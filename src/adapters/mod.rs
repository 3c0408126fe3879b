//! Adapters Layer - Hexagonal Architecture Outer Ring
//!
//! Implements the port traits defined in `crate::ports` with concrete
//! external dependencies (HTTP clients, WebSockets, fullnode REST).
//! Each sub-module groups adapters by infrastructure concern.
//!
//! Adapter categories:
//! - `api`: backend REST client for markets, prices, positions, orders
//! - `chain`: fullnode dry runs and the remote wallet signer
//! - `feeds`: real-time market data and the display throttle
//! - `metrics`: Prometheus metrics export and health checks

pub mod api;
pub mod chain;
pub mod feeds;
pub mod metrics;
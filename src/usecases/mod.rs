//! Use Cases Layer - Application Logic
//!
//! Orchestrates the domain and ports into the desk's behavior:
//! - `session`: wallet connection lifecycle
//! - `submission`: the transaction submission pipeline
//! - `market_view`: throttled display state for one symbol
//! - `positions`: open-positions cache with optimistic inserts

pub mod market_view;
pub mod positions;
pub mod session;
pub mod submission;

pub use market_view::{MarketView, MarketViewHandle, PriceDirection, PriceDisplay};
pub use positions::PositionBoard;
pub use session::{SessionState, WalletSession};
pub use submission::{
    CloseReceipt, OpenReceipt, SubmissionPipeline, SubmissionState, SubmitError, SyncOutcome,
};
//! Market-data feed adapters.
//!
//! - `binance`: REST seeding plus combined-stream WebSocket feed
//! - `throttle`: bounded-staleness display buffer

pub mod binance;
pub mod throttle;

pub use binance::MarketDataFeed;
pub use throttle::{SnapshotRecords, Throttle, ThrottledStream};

**Brief:** The records above must be retyped in full, exactly.

**Written solution:**
filename src/adapters/mod.rs
repository 3c0408126fe3879b
//! Adapters Layer - Hexagonal Architecture Outer Ring
//!
//! Implements the port traits defined in `crate::ports` with concrete
//! external dependencies (HTTP clients, WebSockets, fullnode REST).
//! Each sub-module groups adapters by infrastructure concern.
//!
//! Adapter categories:
//! - `api`: backend REST client for markets, prices, positions, orders
//! - `chain`: fullnode dry runs and the remote wallet signer
//! - `feeds`: real-time market data and the display throttle
//! - `metrics`: Prometheus metrics export and health checks

pub mod api;
pub mod chain;
pub mod feeds;
pub mod metrics;
filename src/usecases/mod.rs
//! Use Cases Layer - Application Logic
//!
//! Orchestrates the domain and ports into the desk's behavior:
//! - `session`: wallet connection lifecycle
//! - `submission`: the transaction submission pipeline
//! - `market_view`: throttled display state for one symbol
//! - `positions`: open-positions cache with optimistic inserts

pub mod market_view;
pub mod positions;
pub mod session;
pub mod submission;

pub use market_view::{MarketView, MarketViewHandle, PriceDirection, PriceDisplay};
pub use positions::PositionBoard;
pub use session::{SessionState, WalletSession};
pub use submission::{
    CloseReceipt, OpenReceipt, SubmissionPipeline, SubmissionState, SubmitError, SyncOutcome,
};
//! Market-data feed adapters.
//!
//! - `binance`: REST seeding plus combined-stream WebSocket feed
//! - `throttle`: bounded-staleness display buffer

pub mod binance;
pub mod throttle;

pub use binance::MarketDataFeed;
pub use throttle::{SnapshotRecords, Throttle, ThrottledStream};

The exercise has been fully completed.